Total the lines of the entries below that hold the string "match", then write only that total.
[Opening Material for this task section]
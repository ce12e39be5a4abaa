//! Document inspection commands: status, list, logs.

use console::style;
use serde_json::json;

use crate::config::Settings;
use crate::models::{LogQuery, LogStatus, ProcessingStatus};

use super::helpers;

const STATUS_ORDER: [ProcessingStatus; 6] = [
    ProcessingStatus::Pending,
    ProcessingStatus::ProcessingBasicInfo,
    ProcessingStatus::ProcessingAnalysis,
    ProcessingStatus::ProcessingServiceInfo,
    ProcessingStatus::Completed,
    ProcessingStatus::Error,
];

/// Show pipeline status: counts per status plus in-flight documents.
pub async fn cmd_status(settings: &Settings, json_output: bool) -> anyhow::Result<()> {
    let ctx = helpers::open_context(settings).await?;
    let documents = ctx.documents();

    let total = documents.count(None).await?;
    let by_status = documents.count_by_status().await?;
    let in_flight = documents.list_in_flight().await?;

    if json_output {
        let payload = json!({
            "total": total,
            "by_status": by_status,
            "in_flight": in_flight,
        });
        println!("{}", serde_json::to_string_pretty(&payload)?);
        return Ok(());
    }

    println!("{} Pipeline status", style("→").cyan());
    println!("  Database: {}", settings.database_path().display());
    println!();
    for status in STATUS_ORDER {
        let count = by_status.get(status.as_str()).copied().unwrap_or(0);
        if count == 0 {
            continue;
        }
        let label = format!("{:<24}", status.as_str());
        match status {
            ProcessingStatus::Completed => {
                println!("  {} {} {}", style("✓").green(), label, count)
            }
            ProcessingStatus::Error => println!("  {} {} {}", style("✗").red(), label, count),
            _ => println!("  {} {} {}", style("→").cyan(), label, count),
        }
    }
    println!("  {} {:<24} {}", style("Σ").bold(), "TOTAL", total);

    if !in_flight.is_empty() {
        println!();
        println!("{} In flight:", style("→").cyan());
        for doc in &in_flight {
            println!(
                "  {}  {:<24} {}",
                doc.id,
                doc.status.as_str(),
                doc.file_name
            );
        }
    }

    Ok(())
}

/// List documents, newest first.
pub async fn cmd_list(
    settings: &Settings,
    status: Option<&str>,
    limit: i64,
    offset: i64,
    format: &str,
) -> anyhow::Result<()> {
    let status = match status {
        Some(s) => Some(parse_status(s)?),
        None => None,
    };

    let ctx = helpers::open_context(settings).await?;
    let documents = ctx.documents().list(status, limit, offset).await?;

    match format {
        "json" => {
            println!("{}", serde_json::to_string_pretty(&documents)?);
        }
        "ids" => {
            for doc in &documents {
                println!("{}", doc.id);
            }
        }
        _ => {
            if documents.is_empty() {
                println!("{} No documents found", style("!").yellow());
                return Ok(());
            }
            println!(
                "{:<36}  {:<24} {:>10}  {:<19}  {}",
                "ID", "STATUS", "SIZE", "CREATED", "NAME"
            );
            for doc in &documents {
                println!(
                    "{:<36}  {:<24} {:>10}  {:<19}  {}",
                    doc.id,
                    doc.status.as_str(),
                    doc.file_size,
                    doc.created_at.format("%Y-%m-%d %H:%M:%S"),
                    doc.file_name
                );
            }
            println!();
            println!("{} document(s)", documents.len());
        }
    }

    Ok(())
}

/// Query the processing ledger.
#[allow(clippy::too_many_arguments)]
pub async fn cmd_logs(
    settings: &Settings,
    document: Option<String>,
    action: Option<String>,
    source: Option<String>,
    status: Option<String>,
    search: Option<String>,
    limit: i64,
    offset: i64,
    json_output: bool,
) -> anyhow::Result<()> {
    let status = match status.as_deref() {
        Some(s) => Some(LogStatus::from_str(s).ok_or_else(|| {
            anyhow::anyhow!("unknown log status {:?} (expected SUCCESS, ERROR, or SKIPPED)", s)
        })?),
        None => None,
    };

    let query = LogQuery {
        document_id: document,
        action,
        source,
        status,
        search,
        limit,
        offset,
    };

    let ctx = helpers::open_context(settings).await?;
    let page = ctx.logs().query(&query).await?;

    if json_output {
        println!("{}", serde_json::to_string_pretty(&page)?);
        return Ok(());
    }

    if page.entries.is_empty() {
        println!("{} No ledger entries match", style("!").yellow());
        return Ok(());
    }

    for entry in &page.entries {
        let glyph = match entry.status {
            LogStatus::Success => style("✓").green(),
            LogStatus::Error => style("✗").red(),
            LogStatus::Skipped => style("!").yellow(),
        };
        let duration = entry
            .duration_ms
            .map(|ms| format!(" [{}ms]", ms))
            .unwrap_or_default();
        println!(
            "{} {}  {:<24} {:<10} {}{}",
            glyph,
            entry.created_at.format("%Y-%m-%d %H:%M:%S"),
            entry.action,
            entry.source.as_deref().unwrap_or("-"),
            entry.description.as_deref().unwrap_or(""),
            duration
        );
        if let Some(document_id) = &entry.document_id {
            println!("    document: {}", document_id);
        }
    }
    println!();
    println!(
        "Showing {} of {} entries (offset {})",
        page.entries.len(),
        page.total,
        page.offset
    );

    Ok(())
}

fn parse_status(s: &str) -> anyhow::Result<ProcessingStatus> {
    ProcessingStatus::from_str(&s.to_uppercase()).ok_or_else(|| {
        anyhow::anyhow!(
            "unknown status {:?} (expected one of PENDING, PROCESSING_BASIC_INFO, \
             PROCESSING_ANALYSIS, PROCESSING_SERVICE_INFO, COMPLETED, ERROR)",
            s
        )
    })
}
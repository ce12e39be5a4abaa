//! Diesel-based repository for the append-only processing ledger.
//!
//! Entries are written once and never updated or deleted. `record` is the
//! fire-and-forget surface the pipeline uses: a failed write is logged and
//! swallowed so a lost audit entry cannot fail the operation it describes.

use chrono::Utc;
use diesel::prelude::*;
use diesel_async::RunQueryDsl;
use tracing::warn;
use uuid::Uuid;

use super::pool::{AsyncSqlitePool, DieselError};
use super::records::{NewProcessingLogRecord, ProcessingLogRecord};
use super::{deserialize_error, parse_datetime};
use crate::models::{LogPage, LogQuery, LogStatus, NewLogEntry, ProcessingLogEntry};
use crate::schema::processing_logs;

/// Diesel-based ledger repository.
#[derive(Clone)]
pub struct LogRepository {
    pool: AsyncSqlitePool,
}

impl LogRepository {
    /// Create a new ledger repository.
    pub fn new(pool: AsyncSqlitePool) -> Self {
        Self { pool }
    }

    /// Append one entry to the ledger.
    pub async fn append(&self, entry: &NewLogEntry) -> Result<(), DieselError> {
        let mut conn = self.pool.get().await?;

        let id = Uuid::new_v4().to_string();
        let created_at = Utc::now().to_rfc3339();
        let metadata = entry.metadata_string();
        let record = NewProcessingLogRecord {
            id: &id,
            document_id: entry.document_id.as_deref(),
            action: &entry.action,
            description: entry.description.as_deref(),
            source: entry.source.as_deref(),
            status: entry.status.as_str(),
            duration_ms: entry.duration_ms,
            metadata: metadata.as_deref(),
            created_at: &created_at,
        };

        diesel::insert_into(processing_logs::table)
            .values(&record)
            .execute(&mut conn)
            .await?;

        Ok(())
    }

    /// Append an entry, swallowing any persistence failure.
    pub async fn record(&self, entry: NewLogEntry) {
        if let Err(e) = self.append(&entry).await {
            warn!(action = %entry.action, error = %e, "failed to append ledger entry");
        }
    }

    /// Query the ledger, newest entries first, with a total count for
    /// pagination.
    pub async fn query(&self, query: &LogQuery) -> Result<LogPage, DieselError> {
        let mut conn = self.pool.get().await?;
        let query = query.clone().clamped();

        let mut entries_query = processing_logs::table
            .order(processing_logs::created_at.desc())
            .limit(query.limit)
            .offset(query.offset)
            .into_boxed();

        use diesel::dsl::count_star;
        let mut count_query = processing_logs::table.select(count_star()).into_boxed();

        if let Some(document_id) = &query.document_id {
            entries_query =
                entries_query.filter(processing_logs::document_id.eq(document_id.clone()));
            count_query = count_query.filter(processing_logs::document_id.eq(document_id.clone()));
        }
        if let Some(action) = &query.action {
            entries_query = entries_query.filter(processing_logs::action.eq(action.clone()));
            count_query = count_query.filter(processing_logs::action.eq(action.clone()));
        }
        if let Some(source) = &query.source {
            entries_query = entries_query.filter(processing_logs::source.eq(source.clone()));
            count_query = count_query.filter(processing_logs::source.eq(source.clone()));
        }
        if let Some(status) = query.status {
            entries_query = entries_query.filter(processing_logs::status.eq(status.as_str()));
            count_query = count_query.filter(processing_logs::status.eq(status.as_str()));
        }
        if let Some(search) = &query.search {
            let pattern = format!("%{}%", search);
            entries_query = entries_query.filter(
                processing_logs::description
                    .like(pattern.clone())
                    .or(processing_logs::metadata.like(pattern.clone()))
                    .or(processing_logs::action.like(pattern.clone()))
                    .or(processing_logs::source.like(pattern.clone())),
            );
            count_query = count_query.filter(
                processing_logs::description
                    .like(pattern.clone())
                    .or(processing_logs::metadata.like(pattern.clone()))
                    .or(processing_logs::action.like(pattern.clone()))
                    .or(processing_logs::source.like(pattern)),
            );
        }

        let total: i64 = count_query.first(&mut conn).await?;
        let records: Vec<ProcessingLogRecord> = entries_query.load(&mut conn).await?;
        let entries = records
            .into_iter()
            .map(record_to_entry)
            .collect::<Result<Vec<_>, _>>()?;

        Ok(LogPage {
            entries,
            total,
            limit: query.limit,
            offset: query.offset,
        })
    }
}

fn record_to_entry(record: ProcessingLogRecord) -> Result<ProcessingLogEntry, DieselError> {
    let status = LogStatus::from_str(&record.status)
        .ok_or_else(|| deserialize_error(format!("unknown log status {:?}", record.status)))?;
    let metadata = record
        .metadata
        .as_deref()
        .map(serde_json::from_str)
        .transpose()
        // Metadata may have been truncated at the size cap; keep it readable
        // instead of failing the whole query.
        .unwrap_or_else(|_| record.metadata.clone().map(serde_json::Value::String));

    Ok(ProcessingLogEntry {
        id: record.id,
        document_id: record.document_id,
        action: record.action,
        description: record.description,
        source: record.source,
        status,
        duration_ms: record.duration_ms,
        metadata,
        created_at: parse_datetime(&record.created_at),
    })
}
[Closing Material for this task section]
> Answer
6